Most exciting to me was hearing from artists who are incorporating technology in the service of their art—work which is driven by critical theory and social justice. Maria Michalis works with local school-children in the Albany, NY area to build remote controlled rovers carrying monitors for air quality. Over the past few years, the project has helped collect data for scientists and residents concerned about the pollution from the increase of traffic via oil trains at the Port of Albany and diesel trucks through the community.

In the space I have here, I’m only able to highlight three of the speakers, which is disappointing. I thought the student symposium was superb—I learned a lot about the great work being done by students at other institutions to really break through the STEM-heavy emphasis of funding and support structures. Meeting and interacting with those colleagues will be valuable to me for a very long time to come. The organizers of the student symposium did a superb job making sure the speakers were diverse—across disciplines, certainly, but also gender, culture, and race lines.

I wish I could say the same about the larger colloquium event that took place in the days following the symposium, during which most of the talks were given by old-guard friends of the organizers without really adding much to any sort of discussion (there was little to no time for Q&A allotted, anyway). After the organizers made multiple excuses for the Sackler family’s recent bad press, the speakers reified the problems with institutional emphasis on STEM: predicated on job-creation before self-enrichment, jettisoning any sort of practice that is not directly valuable to capital, science, tech, or inevitable combination of the three. (You can see my reaction to a panel on information design written up here.)

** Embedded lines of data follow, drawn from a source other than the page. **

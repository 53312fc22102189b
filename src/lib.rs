//! Reservation engine for shared classroom hardware: projectors, laptop
//! computers, and power extensions booked against calendar dates and named
//! schedule slots. Persistence lives behind the [`store::Store`] trait;
//! identity is resolved by a [`session::IdentityProvider`] and passed into
//! each operation explicitly.

pub mod engine;
pub mod model;
pub mod observability;
pub mod session;
pub mod store;

pub use engine::{EngineConfig, EngineError, ReservationEngine};
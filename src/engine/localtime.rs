use chrono::offset::LocalResult;
use chrono::{NaiveDate, NaiveTime, TimeZone};
use chrono_tz::Tz;
use ulid::Ulid;

use crate::model::{Ms, ScheduleSlot, Span};
use crate::store::Predicate;
use crate::store::ident_value;

use super::catalog::decode_slot;
use super::{EngineError, ReservationEngine};

/// Compose a calendar date and a wall-clock time in `zone` into a UTC
/// instant, using the zone's actual offset at that date. Ambiguous local
/// times (clock rolled back) take the earliest instant; nonexistent ones
/// (clock jumped forward) fail.
pub fn to_absolute_instant(date: NaiveDate, time: NaiveTime, zone: Tz) -> Result<Ms, EngineError> {
    let local = date.and_time(time);
    match zone.from_local_datetime(&local) {
        LocalResult::Single(instant) => Ok(instant.timestamp_millis()),
        LocalResult::Ambiguous(earliest, _) => Ok(earliest.timestamp_millis()),
        LocalResult::None => Err(EngineError::InvalidLocalTime(format!(
            "{local} does not exist in {zone}"
        ))),
    }
}

impl ReservationEngine {
    /// Look up a schedule slot by id.
    pub async fn resolve_slot(&self, slot_id: Ulid) -> Result<ScheduleSlot, EngineError> {
        let rows = self
            .store
            .select(
                "schedule_slots",
                super::catalog::SLOT_COLUMNS,
                &[Predicate::Eq("id", ident_value(slot_id))],
            )
            .await?;
        let row = rows.first().ok_or(EngineError::NotFound {
            entity: "schedule slot",
            id: slot_id,
        })?;
        Ok(decode_slot(row)?)
    }

    /// Resolve two slot ids against `date` into a half-open UTC interval.
    pub(super) async fn resolve_span(
        &self,
        date: NaiveDate,
        start_slot: Ulid,
        end_slot: Ulid,
    ) -> Result<Span, EngineError> {
        let start = self.resolve_slot(start_slot).await?;
        let end = self.resolve_slot(end_slot).await?;
        let start_ms = to_absolute_instant(date, start.time, self.zone)?;
        let end_ms = to_absolute_instant(date, end.time, self.zone)?;
        if end_ms <= start_ms {
            return Err(EngineError::InvalidRange {
                start: start_ms,
                end: end_ms,
            });
        }
        Ok(Span::new(start_ms, end_ms))
    }
}
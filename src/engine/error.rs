use ulid::Ulid;

use crate::model::Ms;
use crate::store::StoreError;

#[derive(Debug)]
pub enum EngineError {
    NotFound { entity: &'static str, id: Ulid },
    InvalidRange { start: Ms, end: Ms },
    /// Carries the ids of the blocking reservations that collided.
    ResourceConflict(Vec<Ulid>),
    Forbidden(Ulid),
    AlreadyFinalized(Ulid),
    Unauthenticated,
    /// The requested wall-clock time does not exist in the configured zone.
    InvalidLocalTime(String),
    StoreUnavailable(String),
}

impl std::fmt::Display for EngineError {
    fn fmt(&self, f: &mut std::fmt::Formatter<'_>) -> std::fmt::Result {
        match self {
            EngineError::NotFound { entity, id } => write!(f, "{entity} not found: {id}"),
            EngineError::InvalidRange { start, end } => {
                write!(f, "invalid range: end {end} must be after start {start}")
            }
            EngineError::ResourceConflict(ids) => {
                write!(f, "resource conflict with reservations: {ids:?}")
            }
            EngineError::Forbidden(id) => {
                write!(f, "reservation {id} belongs to another user")
            }
            EngineError::AlreadyFinalized(id) => {
                write!(f, "reservation {id} already ended and cannot be cancelled")
            }
            EngineError::Unauthenticated => write!(f, "no authenticated user"),
            EngineError::InvalidLocalTime(msg) => write!(f, "invalid local time: {msg}"),
            EngineError::StoreUnavailable(msg) => write!(f, "store unavailable: {msg}"),
        }
    }
}

impl std::error::Error for EngineError {}

impl From<StoreError> for EngineError {
    fn from(err: StoreError) -> Self {
        EngineError::StoreUnavailable(err.to_string())
    }
}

We were “treated” to a demonstration of a 20-year old CD-ROM program about the stars, a major name in the “design thinking” field telling us artists to go get an MBA so we can find money somewhere, and even a prominent scientist claiming that “minorities and women are visual learners” and that’s why we need artists helping scientists. In general, it felt as though the stage was filled with prominent STEM academics reassuring the “creative types” in the audience that we had value, too—particularly for the sake of science.

Again, I applaud the organizers of the student symposium for compiling an ambitious, diverse, and inclusive event. I wish days two and three had been remotely similarly compiled.